Subject to its finding on the fourth question below, the referring courts have the responsibility to determine whether the non-compete in this case was objectively necessary and proportionate.

4. Can a non-compete preventing a party to enter the other’s market(s) restrict competition by object?

The CJEU acknowledged that the concept of ‘restriction of competition by object’ must be interpreted restrictively. It applies only to certain types of coordination between companies which are, by their very nature, so harmful to competition that there is no need to examine their effects. 

The CJEU ruled that an agreement containing a non-compete preventing the parties from entering each others’ markets can constitute market sharing or market-exclusion – and thus a restriction of competition by object. The CJEU asked the referring court to make its determination on this point taking into account the clause’s economic and legal context, including:

  • EDP’s position as a major player on the electricity supply market; 
  • The commercial nature of the co-promotion agreement;
  • The duration of the non-compete (which exceeded the term of the agreement by one year);
  • The scope of the non-compete (which was wider than the object of the agreement); and
  • The occurrence of the restriction in the particular context of market liberalisation, which is akin to the dismantling of significant barriers to entry.

Our takeaways

Competition authorities continue to focus on potential competition.

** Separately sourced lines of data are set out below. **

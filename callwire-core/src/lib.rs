//! Callwire - signaling message codec for peer-to-peer calls
//!
//! Two call participants exchange three kinds of signaling message over an
//! opaque transport:
//!
//! - **InitialSetup**: ICE credentials, DTLS fingerprints and the audio/video
//!   media descriptions (SSRCs, payload types, RTP header extensions)
//! - **Candidates**: ICE candidates trickled as they are gathered
//! - **MediaState**: mute, video activity and battery state
//!
//! This crate converts between those messages and their JSON wire form. It
//! performs no I/O; delivering the bytes is up to the caller.
//!
//! # Examples
//!
//! ```rust
//! use callwire_core::{DtlsFingerprint, InitialSetupMessage, MediaContent, Message};
//!
//! # fn example() -> callwire_core::Result<()> {
//! let message = Message::from(InitialSetupMessage {
//!     ufrag: "abc".to_string(),
//!     pwd: "xyz".to_string(),
//!     fingerprints: vec![DtlsFingerprint::new("sha-256", "actpass", "AA:BB")],
//!     audio: Some(MediaContent::new(12345)),
//!     video: None,
//! });
//!
//! let payload = message.to_bytes()?;
//! let parsed = Message::from_bytes(&payload)?;
//! assert_eq!(parsed, message);
//! # Ok(())
//! # }
//! # example().unwrap();
//! ```

#![deny(missing_docs)]
#![deny(unsafe_code)]
#![deny(clippy::panic)]
#![deny(clippy::unwrap_used)]
#![deny(clippy::expect_used)]
#![warn(clippy::all)]
#![allow(clippy::module_name_repetitions)]

/// Decimal-string encoding of 32-bit integers
pub mod numeric;

/// Signaling data model
pub mod types;

/// Entity codecs, errors and the configured codec
pub mod codec;

/// Message envelope and dispatch
pub mod signaling;

// Re-export main types at crate root
pub use codec::{
    CodecConfig, CodecError, Result, SignalingCodec, WireObject, DEFAULT_MAX_PAYLOAD_SIZE,
};
pub use numeric::{decode_u32, encode_u32};
pub use signaling::{Message, MessageKind, TYPE_KEY};
pub use types::*;

/// Prelude module for convenient imports
pub mod prelude {
    pub use crate::codec::{CodecConfig, CodecError, SignalingCodec, WireObject};
    pub use crate::signaling::{Message, MessageKind};
    pub use crate::types::{
        CandidatesMessage, ConnectionAddress, DtlsFingerprint, IceCandidate, InitialSetupMessage,
        MediaContent, MediaStateMessage, VideoState,
    };
}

  • The European Commission (EC) and the UK Competition and Markets Authority (CMA) have adopted revised Horizontal Guidelines, which more clearly define the concept of “potential competitor” in line with recent case law. According to the revised guidelines, the assessment of potential competition may include factors such as (i) the potential competitor’s intention and ability to enter the relevant market within a short period of time; (ii) the existence of entry barriers; (iii) the existence of concrete/realistic evidence of potential entry (iv) whether the relevant firm took preparatory steps to enter; (v) the structure of the market and the economic and legal context within which it operates; and (vi) the perception of firms already stablished on the market regarding the potential entrant;
  • Potential competition remains an area of focus also in the context of merger control (see for example the EC and CMA’s ongoing investigations in Adobe/Figma, where the agencies are scrutinising Figma’s likelihood of entering Adobe’s markets, and its ability to exert a significant constraining influence even as a potential competitor).

The concept of potential competition remains broadly interpreted

  • Courts and competition authorities are expected to thoroughly assess market conditions (including barriers to entry), and the parties’ historical activities (and entry attempts) to inform an analysis of whether a firm is a potential rival;
  • The mere existence of non-competition clauses may be relied on as evidence of potential competition. 

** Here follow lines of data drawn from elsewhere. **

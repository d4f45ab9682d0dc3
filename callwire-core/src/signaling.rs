//! Signaling message envelope
//!
//! Every payload is a JSON object whose `@type` key names one of three message
//! kinds. The remaining keys form the body of that kind. Unknown kinds are
//! always rejected so both peers agree on whether a message was handled.

use crate::codec::{CodecError, Result};
use crate::types::{CandidatesMessage, InitialSetupMessage, MediaStateMessage};
use serde::de::{DeserializeOwned, IgnoredAny, MapAccess, Visitor};
use serde::{Deserialize, Deserializer, Serialize};
use serde_json::Value;
use std::fmt;
use std::str::FromStr;

/// Wire key of the message discriminant
pub const TYPE_KEY: &str = "@type";

/// Signaling message
///
/// Exactly one kind is active; the `@type` discriminant written on the wire is
/// always the variant name.
#[derive(Debug, Clone, PartialEq, Eq, Serialize, Deserialize)]
#[serde(tag = "@type")]
pub enum Message {
    /// ICE credentials, DTLS fingerprints and media descriptions
    InitialSetup(InitialSetupMessage),
    /// Trickled ICE candidates
    Candidates(CandidatesMessage),
    /// Mute, video and battery state
    MediaState(MediaStateMessage),
}

/// Discriminant of a [`Message`]
#[derive(Debug, Clone, Copy, PartialEq, Eq, Hash)]
pub enum MessageKind {
    /// `InitialSetup`
    InitialSetup,
    /// `Candidates`
    Candidates,
    /// `MediaState`
    MediaState,
}

impl MessageKind {
    /// All message kinds
    pub const ALL: [MessageKind; 3] = [Self::InitialSetup, Self::Candidates, Self::MediaState];

    /// Wire value of the `@type` discriminant
    #[must_use]
    pub fn as_str(self) -> &'static str {
        match self {
            Self::InitialSetup => "InitialSetup",
            Self::Candidates => "Candidates",
            Self::MediaState => "MediaState",
        }
    }
}

impl fmt::Display for MessageKind {
    fn fmt(&self, f: &mut fmt::Formatter<'_>) -> fmt::Result {
        f.write_str(self.as_str())
    }
}

impl FromStr for MessageKind {
    type Err = CodecError;

    fn from_str(s: &str) -> std::result::Result<Self, Self::Err> {
        Self::ALL
            .into_iter()
            .find(|kind| kind.as_str() == s)
            .ok_or_else(|| CodecError::UnknownDiscriminant(s.to_string()))
    }
}

impl Message {
    /// Get the message kind
    #[must_use]
    pub fn kind(&self) -> MessageKind {
        match self {
            Self::InitialSetup(_) => MessageKind::InitialSetup,
            Self::Candidates(_) => MessageKind::Candidates,
            Self::MediaState(_) => MessageKind::MediaState,
        }
    }

    /// Serialize into a compact UTF-8 JSON payload
    ///
    /// # Errors
    ///
    /// Returns error if serialization fails
    pub fn to_bytes(&self) -> Result<Vec<u8>> {
        serde_json::to_vec(self).map_err(CodecError::Encode)
    }

    /// Parse a wire payload
    ///
    /// # Errors
    ///
    /// Returns error if the payload is not a JSON object, the discriminant is
    /// missing or unknown, or the body fails its schema
    pub fn from_bytes(payload: &[u8]) -> Result<Self> {
        let result = Self::decode(payload);
        if let Err(e) = &result {
            tracing::trace!(error = %e, size = payload.len(), "Signaling payload rejected");
        }
        result
    }

    /// Parse a wire payload, discarding the failure reason
    #[must_use]
    pub fn parse(payload: &[u8]) -> Option<Self> {
        Self::from_bytes(payload).ok()
    }

    fn decode(payload: &[u8]) -> Result<Self> {
        let envelope: Envelope = serde_json::from_slice(payload).map_err(|e| {
            if e.is_data() {
                CodecError::NotAnObject
            } else {
                CodecError::Malformed(e)
            }
        })?;

        let kind = match envelope.kind {
            None => return Err(CodecError::MissingDiscriminant),
            Some(Value::String(kind)) => kind.parse::<MessageKind>()?,
            Some(_) => return Err(CodecError::DiscriminantNotString),
        };

        // The body structs skip `@type` like any other unknown key, so a
        // repeated discriminant resolves to the last one as the scan did
        let message = match kind {
            MessageKind::InitialSetup => decode_body(payload).map(Self::InitialSetup),
            MessageKind::Candidates => decode_body(payload).map(Self::Candidates),
            MessageKind::MediaState => decode_body(payload).map(Self::MediaState),
        };
        message.map_err(|source| CodecError::InvalidBody { kind, source })
    }
}

fn decode_body<T: DeserializeOwned>(payload: &[u8]) -> serde_json::Result<T> {
    serde_json::from_slice(payload)
}

impl From<InitialSetupMessage> for Message {
    fn from(message: InitialSetupMessage) -> Self {
        Self::InitialSetup(message)
    }
}

impl From<CandidatesMessage> for Message {
    fn from(message: CandidatesMessage) -> Self {
        Self::Candidates(message)
    }
}

impl From<MediaStateMessage> for Message {
    fn from(message: MediaStateMessage) -> Self {
        Self::MediaState(message)
    }
}

/// Top-level object scan that keeps only the discriminant
///
/// Accepts JSON objects only; arrays and scalars are data errors.
struct Envelope {
    kind: Option<Value>,
}

impl<'de> Deserialize<'de> for Envelope {
    fn deserialize<D>(deserializer: D) -> std::result::Result<Self, D::Error>
    where
        D: Deserializer<'de>,
    {
        struct EnvelopeVisitor;

        impl<'de> Visitor<'de> for EnvelopeVisitor {
            type Value = Envelope;

            fn expecting(&self, formatter: &mut fmt::Formatter<'_>) -> fmt::Result {
                formatter.write_str("a signaling message object")
            }

            fn visit_map<A>(self, mut map: A) -> std::result::Result<Self::Value, A::Error>
            where
                A: MapAccess<'de>,
            {
                let mut kind = None;
                while let Some(key) = map.next_key::<String>()? {
                    if key == TYPE_KEY {
                        kind = Some(map.next_value::<Value>()?);
                    } else {
                        map.next_value::<IgnoredAny>()?;
                    }
                }
                Ok(Envelope { kind })
            }
        }

        deserializer.deserialize_map(EnvelopeVisitor)
    }
}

The economic and legal context in which a non-compete is agreed remains fundamental to the analysis. 

  • Courts and competition authorities must assess the objectives of non-compete restrictions in light of their economic and legal context. They must take account of the nature of the goods or services affected, as well as their functioning and structure of the market in question (see T-374/94, European Night Services);
  • Non-compete restrictions which contravene or hinder a specific policy objective (such as market liberalisation) are more likely to attract scrutiny; and
  • The existence of market power may heighten potential competition concerns.

Parties should carefully consider the scope and duration of non-competes.

  • The scope of the non-compete should align with the objective of the lawful agreement, and the clause should not restrict the parties’ activities on unrelated markets; 
  • Parties should assess whether the aim(s) of the non-compete can be achieved through less restrictive means (e.g., confidentiality restriction, exclusive licenses, etc.); and 
  • Non-competes with a short duration are not immune from scrutiny. In horizontal agreements, parties should consider additional justifications prior to agreeing to a non-compete that exceeds the duration of the agreement.